Model invasi bertahap yang dilakukan terhadap Irak bisa jadi akan kembali diterapkan terhadap Iran. Jika Donald Trump dan figur sejenis di Eropa memutuskan invasi atas nama 'solidaritas' san dukungan kepada serangan Israel ke Iran, kemungkinan besar pertempuran awal yang terjadi bersifat sporadis, menyasar wilayah strategis perbatasan, dan memfokuskan pada pendirian pangkalan drone serta pangkalan militer ringan, saat ini kemungkinan pangkalan Israel sudah ada di Iran namun masih berpindah-pindah atau hit and run.

Operasi awal itu kemudian akan dibalut dalam retorika ‘containment’ atau penahanan terhadap 'ancaman Iran', namun sejatinya merupakan tahap awal pembentukan kekuatan pendudukan permanen. Dengan pangkalan-pangkalan kecil di wilayah perbatasan seperti Kurdistan Irak atau Balochistan, kekuatan koalisi akan menjaga tekanan militer dan psikologis terhadap Teheran secara konstan.

Dalam kurun waktu satu dekade, tekanan itu akan terus ditingkatkan. Resolusi-resolusi Dewan Keamanan PBB akan dijadikan senjata diplomatik untuk melucuti kemampuan Iran secara ekonomi, militer, dan moral. Opini publik internasional diarahkan untuk melihat Iran bukan sebagai korban serangan, tapi sebagai sumber ketidakstabilan global yang tidak bisa diajak kompromi.

Bersamaan dengan itu, media akan menampilkan kisah-kisah dramatis dari pengungsi, eksil politik, dan minoritas yang dianiaya, semuanya untuk membentuk citra Iran sebagai negara gagal yang butuh “diselamatkan”. Skema naratif ini pernah diterapkan terhadap Suriah, Irak, bahkan Libya, dan terbukti efektif dalam menyiapkan medan sosial-politik untuk intervensi.

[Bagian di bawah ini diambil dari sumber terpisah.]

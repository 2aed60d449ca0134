// THEORY:
// The descriptor builder consumes the global label map in a single row-major
// scan and, per label, accumulates the bounding box together with the
// core/tail split. A "core" pixel sits at the scan's global maximum intensity
// (a saturated thrombus core); everything else in the component is "tail".
//
// "At the maximum" is an absolute-tolerance comparison, captured by
// `MaxIntensity` so the sub-region classifier applies the exact same rule.

use crate::core_modules::component::{BoundingBox, LabelMap};
use crate::core_modules::grid::IntensityGrid;
use crate::error::{AnalysisError, Result};

/// Decides whether an intensity counts as the global maximum.
#[derive(Debug, Clone, Copy, PartialEq)]
pub struct MaxIntensity {
    pub max: f64,
    pub tolerance: f64,
}

impl MaxIntensity {
    /// Uses `grid`'s own maximum; an empty grid yields a rule that never matches.
    pub fn of_grid(grid: &IntensityGrid, tolerance: f64) -> Self {
        Self {
            max: grid.max_value().unwrap_or(f64::NAN),
            tolerance,
        }
    }

    pub fn matches(&self, value: f64) -> bool {
        (value - self.max).abs() <= self.tolerance
    }
}

/// Geometry and photometry of one label after the first scan.
#[derive(Debug, Clone, Copy, PartialEq)]
pub struct ComponentDescriptor {
    pub bounding_box: BoundingBox,
    pub core_pixels: usize,
    pub tail_pixels: usize,
}

impl ComponentDescriptor {
    fn empty(width: usize, height: usize) -> Self {
        Self {
            bounding_box: BoundingBox::empty(width, height),
            core_pixels: 0,
            tail_pixels: 0,
        }
    }
}

/// Builds one descriptor per label `1..=num_labels`, indexed by `ComponentId::index`.
pub fn build_descriptors(
    grid: &IntensityGrid,
    label_map: &LabelMap,
    num_labels: usize,
    max_intensity: MaxIntensity,
) -> Result<Vec<ComponentDescriptor>> {
    grid.ensure_same_extents(label_map)?;

    let (width, height) = (label_map.width(), label_map.height());
    let mut descriptors = vec![ComponentDescriptor::empty(width, height); num_labels];

    for (x, y, label) in label_map.iter_cells() {
        let Some(id) = label.component() else {
            continue;
        };
        let descriptor = descriptors.get_mut(id.index()).ok_or_else(|| {
            AnalysisError::invariant(format!(
                "label {id} at ({x}, {y}) exceeds label count {num_labels}"
            ))
        })?;

        descriptor.bounding_box.include(x, y);
        if max_intensity.matches(grid[(x, y)]) {
            descriptor.core_pixels += 1;
        } else {
            descriptor.tail_pixels += 1;
        }
    }

    Ok(descriptors)
}

#[cfg(test)]
mod tests {
    use super::*;
    use crate::core_modules::component_labeler::component_labeler::label_components;
    use crate::core_modules::grid::{Connectivity, Grid};
    use crate::core_modules::thresholder::threshold_above_minimum;

    fn describe(grid: &IntensityGrid) -> Vec<ComponentDescriptor> {
        let labeling = label_components(&threshold_above_minimum(grid), Connectivity::Four);
        let rule = MaxIntensity::of_grid(grid, 1e-10);
        build_descriptors(grid, &labeling.label_map, labeling.num_labels, rule).unwrap()
    }

    #[test]
    fn corner_block_has_tight_box_and_only_core_pixels() {
        let grid = Grid::from_fn(5, 5, |x, y| if x < 3 && y < 3 { 1.0 } else { 0.0 });
        let descriptors = describe(&grid);

        assert_eq!(descriptors.len(), 1);
        assert_eq!(
            descriptors[0].bounding_box,
            BoundingBox {
                min_x: 0,
                max_x: 2,
                min_y: 0,
                max_y: 2
            }
        );
        assert_eq!(descriptors[0].core_pixels, 9);
        assert_eq!(descriptors[0].tail_pixels, 0);
    }

    #[test]
    fn core_and_tail_sum_to_area() {
        // One component with a bright center and a dimmer rim, one dim dot.
        let grid = Grid::from_vec(
            5,
            3,
            vec![
                0.0, 0.5, 0.5, 0.0, 0.0, //
                0.0, 0.5, 1.0, 0.0, 0.3, //
                0.0, 0.5, 0.5, 0.0, 0.0, //
            ],
        )
        .unwrap();
        let descriptors = describe(&grid);

        assert_eq!(descriptors.len(), 2);
        assert_eq!((descriptors[0].core_pixels, descriptors[0].tail_pixels), (1, 5));
        assert_eq!((descriptors[1].core_pixels, descriptors[1].tail_pixels), (0, 1));
        assert_eq!(descriptors[1].bounding_box.area(), 1);
    }

    #[test]
    fn tolerance_widens_the_core() {
        let rule = MaxIntensity {
            max: 1.0,
            tolerance: 0.05,
        };
        assert!(rule.matches(0.96));
        assert!(!rule.matches(0.94));
    }

    #[test]
    fn mismatched_extents_are_rejected() {
        let grid = IntensityGrid::filled(3, 3, 0.0);
        let labels = LabelMap::filled(2, 3, Default::default());
        let rule = MaxIntensity::of_grid(&grid, 0.0);
        assert!(matches!(
            build_descriptors(&grid, &labels, 0, rule),
            Err(AnalysisError::ExtentMismatch { .. })
        ));
    }
}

Ironisnya, dalam tahap-tahap itu, penderitaan warga Iran akan dieksploitasi untuk mempercepat proses pembusukan dari dalam. Sanksi ekonomi yang diperpanjang, embargo, dan tekanan mata uang akan membuat rakyat Iran semakin terjepit, hingga akhirnya muncul pemberontakan sosial yang dipolitisasi sebagai gerakan reformasi oleh media internasional.

Dalam konteks ini, media bukan lagi sekadar penyampai informasi, tetapi aktor aktif (embedded) dalam konflik. Mereka tidak hanya membentuk narasi, tetapi juga menciptakan kerangka berpikir yang meminggirkan hak-hak Iran sebagai negara berdaulat. Pertanyaan-pertanyaan kritis seperti: siapa yang menyerang lebih dulu, atau siapa yang memicu ketegangan, dikesampingkan demi narasi besar bahwa Iran adalah masalah dunia.

Dalam skenario jangka panjang, semua ini diarahkan pada penguasaan sumber daya alam Iran yang sangat besar, dari minyak, gas, hingga logam tanah jarang, sesuatu yang kemungkinan sudah diincar AS, Inggris, Perancis dll secara diam-diam. Pendirian pemerintahan boneka bukan hal mustahil, dan bahkan sudah mulai dibicarakan dalam forum-forum kebijakan think-tank Barat. Figur-figur diaspora Iran yang pro-Barat pun mulai dimunculkan sebagai alternatif rezim.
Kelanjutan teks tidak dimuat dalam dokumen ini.